The Challenge of Transforming Your Software

While there are a multitude of benefits in providing Software as a Service, traditional software companies may face challenges in moving to this model. First, your software must be web-enabled with all functions carried out by the user using a web browser. Second, if you have a client-server application, you must replace the functionality implemented in the client with HTML and possibly other technologies (XML, Java, etc.) that a web browser can display over the Internet.

Next, in order to gain operational efficiency, your software needs to be multi-instance. You move from single-instance to multi-instance by loading multiple copies of your software on a single set of servers. Multi-instance enables you to share the cost of a server across multiple customers. Additional productivity enhancements and economies may be gained by moving to multi-tenant SaaS or replacing proprietary commercial software with open source software. Finally, Webb services provide an opportunity for integration with other applications and data flows.

Single Instance Applications

Traditional client/server applications are single instance. They require software to be installed on the user’s computer to carry out computations and provide functionality.
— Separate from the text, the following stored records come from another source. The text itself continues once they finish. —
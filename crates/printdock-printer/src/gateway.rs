//! Printer gateway trait and the disabled fallback implementation.

use async_trait::async_trait;
use printdock_core::models::PrinterDevice;
use std::path::Path;

/// Adapter over the printing subsystem.
///
/// Constructed explicitly and injected into the service layer as
/// `Arc<dyn PrinterGateway>`, so tests can swap in a double. Every call is
/// self-contained; there is no connection handle shared between calls.
#[async_trait]
pub trait PrinterGateway: Send + Sync {
    /// Probe connectivity to the printing subsystem. Failure is non-fatal:
    /// subsequent calls simply report no devices.
    async fn connect(&self) -> bool;

    /// Current list of registered printers. Empty when not connected.
    async fn list_devices(&self) -> Vec<PrinterDevice>;

    /// Whether `name` appears in the current device list. The list is
    /// re-fetched on every call, so the answer is only consistent at call
    /// time; a device can disappear before a subsequent submit.
    async fn is_available(&self, name: &str) -> bool {
        self.list_devices().await.iter().any(|d| d.name == name)
    }

    /// Send the file to the named device for printing under the given display
    /// title. All backend failures are converted to `false`.
    async fn submit(&self, name: &str, file_path: &Path, title: &str) -> bool;
}

/// Gateway used when printing is disabled by configuration.
///
/// Reports disconnected, lists no devices, and fails every submission, so the
/// rest of the system behaves exactly as if the spooler were unreachable.
#[derive(Debug, Clone, Copy, Default)]
pub struct DisabledGateway;

#[async_trait]
impl PrinterGateway for DisabledGateway {
    async fn connect(&self) -> bool {
        false
    }

    async fn list_devices(&self) -> Vec<PrinterDevice> {
        Vec::new()
    }

    async fn submit(&self, name: &str, _file_path: &Path, _title: &str) -> bool {
        tracing::debug!(printer = %name, "Printing disabled; rejecting submission");
        false
    }
}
Clients often implement highly interactive features and enable the user to manipulate large amounts of data. This can be very difficult to implement in a traditional HTML, request/reply web application interface that requires frequent page refreshes. Migrating from client/server to an Internet-based SaaS model is highly dependent on your specific application.

Today, new Rich Internet Application (RIA) technology is available from Macromedia, Laszlo System,s and others, giving web applications the look-and-feel and functionality of a desktop application or client. In addition, RIA requires little or no software to be installed on the user’s client computer. The most that are needed is a small browser plug-in or Java applet. This fundamental change to the user interface converts your client /server application to a single-tenant web application.
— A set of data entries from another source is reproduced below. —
use crate::traits::{ByteStream, Storage, StorageError, StorageResult};
use async_trait::async_trait;
use futures::StreamExt;
use std::path::{Path, PathBuf};
use tokio::fs;
use tokio::io::AsyncWriteExt;
use tokio_util::io::ReaderStream;

/// Local filesystem storage rooted at the configured upload directory.
///
/// All files live flat under the root, keyed by the generated storage filename.
#[derive(Clone)]
pub struct LocalStorage {
    base_path: PathBuf,
}

impl LocalStorage {
    /// Create a new LocalStorage instance, creating the upload directory if it
    /// does not exist yet.
    pub async fn new(base_path: impl Into<PathBuf>) -> StorageResult<Self> {
        let base_path = base_path.into();

        fs::create_dir_all(&base_path).await.map_err(|e| {
            StorageError::Config(format!(
                "Failed to create upload directory {}: {}",
                base_path.display(),
                e
            ))
        })?;

        Ok(LocalStorage { base_path })
    }

    pub fn base_path(&self) -> &Path {
        &self.base_path
    }

    /// Resolve a storage filename to a path under the upload directory.
    ///
    /// Filenames are server-generated, so anything that could traverse out of
    /// the directory is rejected outright rather than canonicalized.
    fn file_path(&self, filename: &str) -> StorageResult<PathBuf> {
        if filename.is_empty()
            || filename.contains('/')
            || filename.contains('\\')
            || filename.contains("..")
        {
            return Err(StorageError::InvalidFilename(filename.to_string()));
        }

        Ok(self.base_path.join(filename))
    }
}

#[async_trait]
impl Storage for LocalStorage {
    async fn store(&self, filename: &str, data: &[u8]) -> StorageResult<PathBuf> {
        let path = self.file_path(filename)?;
        let start = std::time::Instant::now();

        let write_result: Result<(), std::io::Error> = async {
            let mut file = fs::File::create(&path).await?;
            file.write_all(data).await?;
            file.sync_all().await?;
            Ok(())
        }
        .await;

        if let Err(e) = write_result {
            // Clean up any partially written bytes; the caller only sees the
            // original failure.
            if let Err(cleanup_err) = fs::remove_file(&path).await {
                if cleanup_err.kind() != std::io::ErrorKind::NotFound {
                    tracing::debug!(
                        path = %path.display(),
                        error = %cleanup_err,
                        "Failed to remove partially written file"
                    );
                }
            }
            return Err(StorageError::WriteFailed(format!(
                "Failed to write file {}: {}",
                path.display(),
                e
            )));
        }

        tracing::info!(
            path = %path.display(),
            size_bytes = data.len(),
            duration_ms = start.elapsed().as_secs_f64() * 1000.0,
            "Stored uploaded file"
        );

        Ok(path)
    }

    async fn read_stream(&self, filename: &str) -> StorageResult<ByteStream> {
        let path = self.file_path(filename)?;

        if !fs::try_exists(&path).await.unwrap_or(false) {
            return Err(StorageError::NotFound(filename.to_string()));
        }

        let file = fs::File::open(&path).await.map_err(|e| {
            StorageError::ReadFailed(format!("Failed to open file {}: {}", path.display(), e))
        })?;

        let stream = ReaderStream::new(file).map(|chunk| chunk.map_err(StorageError::Io));
        Ok(Box::pin(stream))
    }

    async fn remove(&self, filename: &str) -> StorageResult<()> {
        let path = self.file_path(filename)?;

        match fs::remove_file(&path).await {
            Ok(()) => {
                tracing::info!(path = %path.display(), "Removed stored file");
                Ok(())
            }
            Err(e) if e.kind() == std::io::ErrorKind::NotFound => Ok(()),
            Err(e) => Err(StorageError::DeleteFailed(format!(
                "Failed to remove file {}: {}",
                path.display(),
                e
            ))),
        }
    }

    async fn exists(&self, filename: &str) -> StorageResult<bool> {
        let path = self.file_path(filename)?;
        Ok(fs::try_exists(&path).await.unwrap_or(false))
    }
}

#[cfg(test)]
mod tests {
    use super::*;
    use tempfile::TempDir;

    async fn storage() -> (TempDir, LocalStorage) {
        let dir = TempDir::new().expect("temp dir");
        let storage = LocalStorage::new(dir.path()).await.expect("storage");
        (dir, storage)
    }

    async fn collect(mut stream: ByteStream) -> Vec<u8> {
        let mut out = Vec::new();
        while let Some(chunk) = stream.next().await {
            out.extend_from_slice(&chunk.expect("chunk"));
        }
        out
    }

    #[tokio::test]
    async fn test_store_and_read_round_trip() {
        let (_dir, storage) = storage().await;

        let path = storage.store("doc.pdf", b"%PDF-1.4 test").await.unwrap();
        assert!(path.ends_with("doc.pdf"));
        assert!(storage.exists("doc.pdf").await.unwrap());

        let stream = storage.read_stream("doc.pdf").await.unwrap();
        assert_eq!(collect(stream).await, b"%PDF-1.4 test");
    }

    #[tokio::test]
    async fn test_read_missing_file_is_not_found() {
        let (_dir, storage) = storage().await;

        match storage.read_stream("absent.pdf").await {
            Err(StorageError::NotFound(name)) => assert_eq!(name, "absent.pdf"),
            other => panic!("expected NotFound, got {:?}", other.map(|_| ())),
        }
    }

    #[tokio::test]
    async fn test_remove_is_idempotent() {
        let (_dir, storage) = storage().await;

        storage.store("doc.pdf", b"bytes").await.unwrap();
        storage.remove("doc.pdf").await.unwrap();
        assert!(!storage.exists("doc.pdf").await.unwrap());

        // Removing again is fine
        storage.remove("doc.pdf").await.unwrap();
    }

    #[tokio::test]
    async fn test_path_traversal_rejected() {
        let (_dir, storage) = storage().await;

        for name in ["../escape.pdf", "a/b.pdf", "a\\b.pdf", "", "..", "a..b/../c"] {
            match storage.store(name, b"x").await {
                Err(StorageError::InvalidFilename(_)) => {}
                other => panic!("expected InvalidFilename for {:?}, got {:?}", name, other),
            }
        }
    }

    #[tokio::test]
    async fn test_new_creates_directory() {
        let dir = TempDir::new().unwrap();
        let nested = dir.path().join("uploads").join("deep");
        let storage = LocalStorage::new(&nested).await.unwrap();
        assert!(nested.is_dir());
        storage.store("doc.pdf", b"x").await.unwrap();
        assert!(nested.join("doc.pdf").is_file());
    }
}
Web applications may be single instance or multi-instance. A single-instance web application is typically installed on dedicated servers in the customer’s data center and used only internally, behind the firewall. Yourr software is configured to consume whatever system resources are needed and available on the computer at installation times. When a web application is offered as a service over the Internet, it should be hosted in a professional data center. This will minimize costs and delivery high quality service to your customers. If you have a single instance application and more than one customer, one approach is to install a new instance of your software on a dedicated server for each customer. This may work for a few customers or some big accounts, but it does not scale effectively for large numbers of customers. It also cannot be used for small and medium sized customers that cannot afford the set-up costs.
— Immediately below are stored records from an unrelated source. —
//! HTTP error response conversion
//!
//! Handlers return `Result<impl IntoResponse, HttpAppError>`. Domain errors
//! (`AppError`, `StorageError`) convert into `HttpAppError` with `?` and render
//! consistently: status code, JSON body, and a log line at the variant's level.

use axum::{
    http::StatusCode,
    response::{IntoResponse, Response},
    Json,
};
use printdock_core::{AppError, ErrorMetadata, LogLevel};
use printdock_storage::StorageError;
use serde::Serialize;
use utoipa::ToSchema;

#[derive(Debug, Serialize, ToSchema)]
pub struct ErrorResponse {
    pub error: String,
    /// Machine-readable error code for programmatic handling
    pub code: String,
    #[serde(skip_serializing_if = "Option::is_none")]
    pub details: Option<String>,
    #[serde(skip_serializing_if = "Option::is_none")]
    pub error_type: Option<String>,
}

/// Wrapper type for AppError to implement IntoResponse. Required by the
/// orphan rule: IntoResponse is axum's, AppError lives in printdock-core.
#[derive(Debug)]
pub struct HttpAppError(pub AppError);

impl From<AppError> for HttpAppError {
    fn from(err: AppError) -> Self {
        HttpAppError(err)
    }
}

impl From<anyhow::Error> for HttpAppError {
    fn from(err: anyhow::Error) -> Self {
        HttpAppError(AppError::InternalWithSource {
            message: err.to_string(),
            source: err,
        })
    }
}

impl From<StorageError> for HttpAppError {
    fn from(err: StorageError) -> Self {
        let app = match err {
            StorageError::NotFound(name) => {
                AppError::NotFound(format!("File not found: {}", name))
            }
            StorageError::InvalidFilename(msg) => AppError::InvalidInput(msg),
            StorageError::WriteFailed(msg)
            | StorageError::ReadFailed(msg)
            | StorageError::DeleteFailed(msg) => AppError::Storage(msg),
            StorageError::Io(err) => AppError::Internal(format!("IO error: {}", err)),
            StorageError::Config(msg) => AppError::Internal(msg),
        };
        HttpAppError(app)
    }
}

fn log_error(error: &AppError) {
    let error_type = error.error_type();
    match error.log_level() {
        LogLevel::Debug => {
            tracing::debug!(error = %error, error_type = error_type, "Request failed");
        }
        LogLevel::Warn => {
            tracing::warn!(error = %error, error_type = error_type, "Request failed");
        }
        LogLevel::Error => {
            tracing::error!(error = %error, error_type = error_type, "Request failed");
        }
    }
}

fn is_production_env() -> bool {
    std::env::var("ENVIRONMENT")
        .map(|env| {
            let env = env.to_lowercase();
            env == "production" || env == "prod"
        })
        .unwrap_or(false)
}

impl IntoResponse for HttpAppError {
    fn into_response(self) -> Response {
        let app_error = &self.0;

        let status = StatusCode::from_u16(app_error.http_status_code())
            .unwrap_or(StatusCode::INTERNAL_SERVER_ERROR);

        log_error(app_error);

        // Hide internals in production; otherwise show details only for
        // non-sensitive errors.
        let body = if is_production_env() || app_error.is_sensitive() {
            ErrorResponse {
                error: app_error.client_message(),
                code: app_error.error_code().to_string(),
                details: None,
                error_type: None,
            }
        } else {
            ErrorResponse {
                error: app_error.client_message(),
                code: app_error.error_code().to_string(),
                details: Some(app_error.detailed_message()),
                error_type: Some(app_error.error_type().to_string()),
            }
        };

        (status, Json(body)).into_response()
    }
}

#[cfg(test)]
mod tests {
    use super::*;

    #[test]
    fn test_storage_not_found_maps_to_404() {
        let HttpAppError(app) = StorageError::NotFound("abc.pdf".to_string()).into();
        match &app {
            AppError::NotFound(msg) => assert!(msg.contains("abc.pdf")),
            other => panic!("expected NotFound, got {:?}", other),
        }
        assert_eq!(app.http_status_code(), 404);
    }

    #[test]
    fn test_storage_write_failure_maps_to_500() {
        let HttpAppError(app) = StorageError::WriteFailed("disk full".to_string()).into();
        match &app {
            AppError::Storage(msg) => assert_eq!(msg, "disk full"),
            other => panic!("expected Storage, got {:?}", other),
        }
        assert_eq!(app.http_status_code(), 500);
        // Cause text stays internal
        assert_eq!(app.client_message(), "Failed to save file");
    }

    #[test]
    fn test_invalid_filename_maps_to_400() {
        let HttpAppError(app) = StorageError::InvalidFilename("../x".to_string()).into();
        assert_eq!(app.http_status_code(), 400);
        assert_eq!(app.error_code(), "INVALID_INPUT");
    }

    #[test]
    fn test_error_response_shape() {
        let response = ErrorResponse {
            error: "Printer not available".to_string(),
            code: "PRINTER_UNAVAILABLE".to_string(),
            details: None,
            error_type: None,
        };
        let json = serde_json::to_value(&response).unwrap();
        assert_eq!(json["error"], "Printer not available");
        assert_eq!(json["code"], "PRINTER_UNAVAILABLE");
        assert!(json.get("details").is_none());
    }
}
Moving from Single to Multiple Instances

An alternative to individual customer dedicated servers is to install multiple copies of your software on a single set of servers. This is called multi-instance. Multi-instance enables you to share the cost of a server across multiple customers. Most business applications use a database and each additional copy of the software installed requires a new database instance as well. Installing multiple copies of your software on one set of servers may not be as easy as it sounds. Installation procedures need to be modified so that each instance is installed without disrupting resource allocation or the security of the other previously installed copies of the software. In addition, there is a limit to the number of instances that can be installed, and eventually, system resources will be consumed. System resources include shared memory, process semaphores, and other internal operating system parameters. So the question becomes, “How many copies of your software can you install on a server?”

Obviously, you can keep installing instances of your software until resources are exhausted. However, you must also consider the performance of the system under load by users. Typically there are a maximum number of simultaneous users your software must support and minimum performance or response time requirements that must be met to satisfy customer commitments. Therefore, an accurate answer to the “How many copies of your software can you install on a server?” question is derived by testing the software as you add additional instances.

This is best done with automated testing software tools that can simulate the desired number of users placing a load on the system. The testing process is to determine the optimal number of instances and the resulting performance. This is accomplished by installing additional instances of your application, and carefully monitoring system resources and running user load tests using variable traffic modeling to determine the point at which returns diminish. This process of maximizing the number of instances on the servers can take one to three weeks depending on the size and complexity of your system, the quality of your installation process, whether you have already created automated user load testing scripts and procedures.

Minor code changes may be needed to move to multi-instance. For example, if your application reads and writes a file with a hard-coded filename and location on the disk, then the file must be created in different locations for each instance to avoid conflicts between each instance. These problems will be discovered and changes will need to be made during the one to three weeks.

Next Steps – Improving Functionality and Reducing Costs

Once your software is running effectively as a multi-instance SaaS application, you may want to pursue a multi-tenant architecture. In a single instance, multi-tenant architecture, multiple customers share a single instance of your software. Migration from multi-instance to multi-tenant can be a significant project and may even require a rewrite of your application from the ground up. The efficiencies gained in moving to multi-tenancy need to be closely examined. You might find your resources better spent in other ways.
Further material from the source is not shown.